#### ASSIGNMENT
Needed from the data below: every line from the one with "impl FromStr for" up to and including the one with "some of them.", repeated exactly and with nothing else.
[EXTRACTED MATERIAL — start]
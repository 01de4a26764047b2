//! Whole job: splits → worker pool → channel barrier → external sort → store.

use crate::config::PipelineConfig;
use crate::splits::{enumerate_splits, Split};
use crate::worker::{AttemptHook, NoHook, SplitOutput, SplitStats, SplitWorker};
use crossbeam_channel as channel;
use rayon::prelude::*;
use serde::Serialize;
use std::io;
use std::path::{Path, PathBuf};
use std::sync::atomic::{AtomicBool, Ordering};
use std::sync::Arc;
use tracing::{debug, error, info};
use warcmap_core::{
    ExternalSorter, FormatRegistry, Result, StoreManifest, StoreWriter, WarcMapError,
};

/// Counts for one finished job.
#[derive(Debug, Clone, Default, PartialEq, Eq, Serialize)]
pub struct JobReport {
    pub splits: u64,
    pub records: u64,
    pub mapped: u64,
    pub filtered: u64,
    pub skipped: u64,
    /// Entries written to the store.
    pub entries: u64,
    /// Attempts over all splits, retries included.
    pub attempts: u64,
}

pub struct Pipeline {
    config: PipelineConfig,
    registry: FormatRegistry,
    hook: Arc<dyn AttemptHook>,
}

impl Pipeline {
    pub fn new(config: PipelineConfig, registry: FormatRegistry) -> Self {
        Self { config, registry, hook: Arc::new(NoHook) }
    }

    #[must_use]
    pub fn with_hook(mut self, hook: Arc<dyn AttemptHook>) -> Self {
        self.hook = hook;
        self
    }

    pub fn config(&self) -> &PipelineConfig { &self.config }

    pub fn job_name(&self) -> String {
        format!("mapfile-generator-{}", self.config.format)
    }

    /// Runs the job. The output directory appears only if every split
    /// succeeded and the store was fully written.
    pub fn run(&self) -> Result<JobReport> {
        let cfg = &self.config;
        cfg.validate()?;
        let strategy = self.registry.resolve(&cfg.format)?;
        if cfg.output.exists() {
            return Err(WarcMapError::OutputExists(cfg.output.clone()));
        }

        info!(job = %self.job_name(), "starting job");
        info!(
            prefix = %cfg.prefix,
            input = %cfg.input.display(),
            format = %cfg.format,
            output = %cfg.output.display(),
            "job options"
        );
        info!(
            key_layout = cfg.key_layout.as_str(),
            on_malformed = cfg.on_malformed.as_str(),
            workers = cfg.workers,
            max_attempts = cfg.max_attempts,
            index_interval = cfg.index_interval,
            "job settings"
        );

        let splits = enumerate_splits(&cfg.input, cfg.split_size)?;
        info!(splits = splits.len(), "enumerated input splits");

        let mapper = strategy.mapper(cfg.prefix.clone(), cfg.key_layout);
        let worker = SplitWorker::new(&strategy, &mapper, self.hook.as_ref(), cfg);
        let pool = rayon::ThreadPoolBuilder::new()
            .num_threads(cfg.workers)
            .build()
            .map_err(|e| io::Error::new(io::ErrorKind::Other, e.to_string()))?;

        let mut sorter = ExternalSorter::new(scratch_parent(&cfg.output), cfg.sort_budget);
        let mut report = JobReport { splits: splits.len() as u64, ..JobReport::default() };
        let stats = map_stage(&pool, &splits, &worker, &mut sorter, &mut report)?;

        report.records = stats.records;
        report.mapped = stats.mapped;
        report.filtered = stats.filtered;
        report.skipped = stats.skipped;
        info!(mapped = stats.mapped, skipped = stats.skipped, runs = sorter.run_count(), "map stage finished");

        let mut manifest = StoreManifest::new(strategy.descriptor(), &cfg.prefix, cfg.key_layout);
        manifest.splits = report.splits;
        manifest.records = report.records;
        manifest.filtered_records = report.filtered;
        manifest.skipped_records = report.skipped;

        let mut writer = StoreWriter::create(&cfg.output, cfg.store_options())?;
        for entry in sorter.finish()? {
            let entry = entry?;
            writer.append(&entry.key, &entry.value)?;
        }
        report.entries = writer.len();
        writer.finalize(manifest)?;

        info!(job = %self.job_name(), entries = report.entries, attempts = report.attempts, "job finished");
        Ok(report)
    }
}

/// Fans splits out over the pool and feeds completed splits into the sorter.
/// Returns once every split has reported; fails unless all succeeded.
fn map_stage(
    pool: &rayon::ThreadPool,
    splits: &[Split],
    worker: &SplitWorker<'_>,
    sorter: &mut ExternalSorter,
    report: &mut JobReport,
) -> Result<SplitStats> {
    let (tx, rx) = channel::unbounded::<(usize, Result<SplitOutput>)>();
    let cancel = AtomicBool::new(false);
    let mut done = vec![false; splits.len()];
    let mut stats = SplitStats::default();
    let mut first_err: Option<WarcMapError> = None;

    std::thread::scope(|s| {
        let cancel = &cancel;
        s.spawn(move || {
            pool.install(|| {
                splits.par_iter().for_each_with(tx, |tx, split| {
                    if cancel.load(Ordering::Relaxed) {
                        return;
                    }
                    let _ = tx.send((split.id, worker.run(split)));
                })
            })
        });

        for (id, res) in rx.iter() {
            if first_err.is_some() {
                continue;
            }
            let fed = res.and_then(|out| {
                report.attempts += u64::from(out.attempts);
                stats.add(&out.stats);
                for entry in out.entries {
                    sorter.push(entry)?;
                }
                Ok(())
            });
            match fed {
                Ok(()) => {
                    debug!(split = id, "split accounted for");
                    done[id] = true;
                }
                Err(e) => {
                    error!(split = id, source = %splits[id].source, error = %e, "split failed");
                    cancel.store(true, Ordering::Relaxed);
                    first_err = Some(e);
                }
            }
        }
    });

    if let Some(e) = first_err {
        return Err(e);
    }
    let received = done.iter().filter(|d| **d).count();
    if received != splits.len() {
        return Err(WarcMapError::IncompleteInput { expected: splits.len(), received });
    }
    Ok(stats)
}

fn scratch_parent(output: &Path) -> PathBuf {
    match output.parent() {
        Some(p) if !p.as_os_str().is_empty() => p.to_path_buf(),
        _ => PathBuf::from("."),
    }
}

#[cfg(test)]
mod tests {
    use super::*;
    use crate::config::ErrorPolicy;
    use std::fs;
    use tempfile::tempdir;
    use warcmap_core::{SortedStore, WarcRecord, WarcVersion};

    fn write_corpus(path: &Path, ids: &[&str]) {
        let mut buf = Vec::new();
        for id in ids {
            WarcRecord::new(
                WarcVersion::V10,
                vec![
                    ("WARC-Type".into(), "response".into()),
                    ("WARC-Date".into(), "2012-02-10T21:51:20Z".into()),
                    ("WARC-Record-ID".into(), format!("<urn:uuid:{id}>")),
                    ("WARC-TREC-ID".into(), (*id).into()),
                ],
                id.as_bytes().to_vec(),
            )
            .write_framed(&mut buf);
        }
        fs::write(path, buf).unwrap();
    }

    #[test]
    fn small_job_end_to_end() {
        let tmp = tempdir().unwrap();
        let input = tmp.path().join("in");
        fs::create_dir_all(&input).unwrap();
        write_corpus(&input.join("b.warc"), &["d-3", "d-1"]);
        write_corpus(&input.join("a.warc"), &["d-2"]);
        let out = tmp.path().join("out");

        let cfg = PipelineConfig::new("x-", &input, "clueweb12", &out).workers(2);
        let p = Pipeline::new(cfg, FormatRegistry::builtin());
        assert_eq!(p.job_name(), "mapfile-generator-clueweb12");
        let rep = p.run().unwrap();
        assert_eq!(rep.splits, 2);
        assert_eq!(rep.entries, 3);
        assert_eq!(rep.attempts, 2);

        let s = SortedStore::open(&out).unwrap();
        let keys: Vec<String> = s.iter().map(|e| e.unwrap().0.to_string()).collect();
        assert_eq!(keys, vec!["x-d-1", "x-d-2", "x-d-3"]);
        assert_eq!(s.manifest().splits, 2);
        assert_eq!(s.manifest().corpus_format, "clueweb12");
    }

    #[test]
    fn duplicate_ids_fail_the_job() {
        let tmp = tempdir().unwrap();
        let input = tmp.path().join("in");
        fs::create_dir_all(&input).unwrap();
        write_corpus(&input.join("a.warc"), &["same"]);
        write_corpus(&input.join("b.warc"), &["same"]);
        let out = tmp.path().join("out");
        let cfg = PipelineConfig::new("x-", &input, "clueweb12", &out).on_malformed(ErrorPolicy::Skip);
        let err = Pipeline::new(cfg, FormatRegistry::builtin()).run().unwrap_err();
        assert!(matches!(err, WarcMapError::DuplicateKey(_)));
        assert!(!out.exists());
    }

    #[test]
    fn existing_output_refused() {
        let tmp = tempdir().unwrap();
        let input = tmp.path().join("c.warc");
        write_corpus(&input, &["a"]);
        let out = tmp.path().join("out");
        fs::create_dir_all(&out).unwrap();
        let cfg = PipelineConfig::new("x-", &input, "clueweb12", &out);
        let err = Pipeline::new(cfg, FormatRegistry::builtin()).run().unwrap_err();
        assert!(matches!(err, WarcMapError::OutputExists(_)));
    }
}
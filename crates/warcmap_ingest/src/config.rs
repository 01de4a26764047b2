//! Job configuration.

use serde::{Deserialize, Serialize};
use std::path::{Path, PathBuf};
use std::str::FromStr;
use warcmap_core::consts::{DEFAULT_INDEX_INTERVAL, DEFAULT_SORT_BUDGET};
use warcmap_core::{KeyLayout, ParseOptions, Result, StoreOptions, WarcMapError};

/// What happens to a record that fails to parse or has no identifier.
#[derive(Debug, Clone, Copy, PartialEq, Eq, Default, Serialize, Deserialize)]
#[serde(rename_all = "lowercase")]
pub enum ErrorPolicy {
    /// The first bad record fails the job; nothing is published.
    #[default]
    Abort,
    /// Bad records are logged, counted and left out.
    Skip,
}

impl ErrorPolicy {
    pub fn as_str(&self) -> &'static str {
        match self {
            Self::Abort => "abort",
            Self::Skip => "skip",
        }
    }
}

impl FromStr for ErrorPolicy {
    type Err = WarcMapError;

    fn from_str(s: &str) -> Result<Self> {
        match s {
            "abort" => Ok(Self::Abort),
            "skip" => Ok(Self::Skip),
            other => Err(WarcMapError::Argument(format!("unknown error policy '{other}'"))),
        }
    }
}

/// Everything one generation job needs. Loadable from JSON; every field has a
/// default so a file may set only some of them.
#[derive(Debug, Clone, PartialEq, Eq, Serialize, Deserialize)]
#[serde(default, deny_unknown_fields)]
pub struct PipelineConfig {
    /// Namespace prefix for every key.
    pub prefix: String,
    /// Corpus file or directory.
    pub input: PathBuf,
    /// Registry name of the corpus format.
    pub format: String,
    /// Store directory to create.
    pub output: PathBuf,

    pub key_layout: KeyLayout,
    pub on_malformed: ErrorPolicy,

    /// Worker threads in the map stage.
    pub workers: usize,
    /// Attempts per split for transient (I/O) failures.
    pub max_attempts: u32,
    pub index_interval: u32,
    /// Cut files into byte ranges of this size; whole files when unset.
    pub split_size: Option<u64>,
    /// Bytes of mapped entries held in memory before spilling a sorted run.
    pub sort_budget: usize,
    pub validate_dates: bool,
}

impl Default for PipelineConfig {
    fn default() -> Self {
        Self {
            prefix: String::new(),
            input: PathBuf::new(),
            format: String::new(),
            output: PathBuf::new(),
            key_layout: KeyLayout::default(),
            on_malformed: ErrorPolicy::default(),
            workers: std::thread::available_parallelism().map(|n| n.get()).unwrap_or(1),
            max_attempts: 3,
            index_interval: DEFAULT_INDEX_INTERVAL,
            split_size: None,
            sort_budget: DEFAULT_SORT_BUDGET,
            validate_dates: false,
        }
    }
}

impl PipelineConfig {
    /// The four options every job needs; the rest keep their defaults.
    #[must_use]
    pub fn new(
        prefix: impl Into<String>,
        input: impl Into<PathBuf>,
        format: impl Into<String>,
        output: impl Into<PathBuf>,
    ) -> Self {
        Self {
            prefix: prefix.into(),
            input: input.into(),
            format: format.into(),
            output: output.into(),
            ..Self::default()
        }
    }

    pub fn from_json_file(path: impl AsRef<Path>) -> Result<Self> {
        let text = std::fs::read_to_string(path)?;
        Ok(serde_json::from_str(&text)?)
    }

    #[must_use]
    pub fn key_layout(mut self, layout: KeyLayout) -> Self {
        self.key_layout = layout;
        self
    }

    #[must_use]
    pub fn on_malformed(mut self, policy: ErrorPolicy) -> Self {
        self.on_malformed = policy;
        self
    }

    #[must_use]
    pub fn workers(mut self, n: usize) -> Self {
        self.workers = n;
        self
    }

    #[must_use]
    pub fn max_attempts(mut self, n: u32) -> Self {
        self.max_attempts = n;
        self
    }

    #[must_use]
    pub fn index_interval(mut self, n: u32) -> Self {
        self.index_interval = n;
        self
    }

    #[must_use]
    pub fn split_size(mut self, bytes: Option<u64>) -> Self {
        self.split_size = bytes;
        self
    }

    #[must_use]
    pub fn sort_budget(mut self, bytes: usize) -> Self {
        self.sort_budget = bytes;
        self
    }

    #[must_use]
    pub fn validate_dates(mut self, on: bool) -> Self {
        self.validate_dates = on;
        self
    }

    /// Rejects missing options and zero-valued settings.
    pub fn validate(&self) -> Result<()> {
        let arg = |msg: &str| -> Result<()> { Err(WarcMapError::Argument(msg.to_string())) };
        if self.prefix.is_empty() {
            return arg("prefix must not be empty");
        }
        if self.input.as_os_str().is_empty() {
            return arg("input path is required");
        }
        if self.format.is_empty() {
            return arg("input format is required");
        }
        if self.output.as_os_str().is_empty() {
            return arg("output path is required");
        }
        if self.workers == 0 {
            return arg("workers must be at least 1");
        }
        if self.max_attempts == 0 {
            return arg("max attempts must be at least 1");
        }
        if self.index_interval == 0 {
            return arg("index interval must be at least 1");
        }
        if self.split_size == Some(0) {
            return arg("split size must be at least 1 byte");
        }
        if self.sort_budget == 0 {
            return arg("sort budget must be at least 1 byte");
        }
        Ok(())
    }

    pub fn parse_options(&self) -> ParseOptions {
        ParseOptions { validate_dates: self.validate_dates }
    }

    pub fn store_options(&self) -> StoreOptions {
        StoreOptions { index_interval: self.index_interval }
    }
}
[EXTRACTED MATERIAL — finish]
#### OUTPUT FOR THIS TASK
impl FromStr for ErrorPolicy {
    type Err = WarcMapError;

    fn from_str(s: &str) -> Result<Self> {
        match s {
            "abort" => Ok(Self::Abort),
            "skip" => Ok(Self::Skip),
            other => Err(WarcMapError::Argument(format!("unknown error policy '{other}'"))),
        }
    }
}

/// Everything one generation job needs. Loadable from JSON; every field has a
/// default so a file may set only some of them.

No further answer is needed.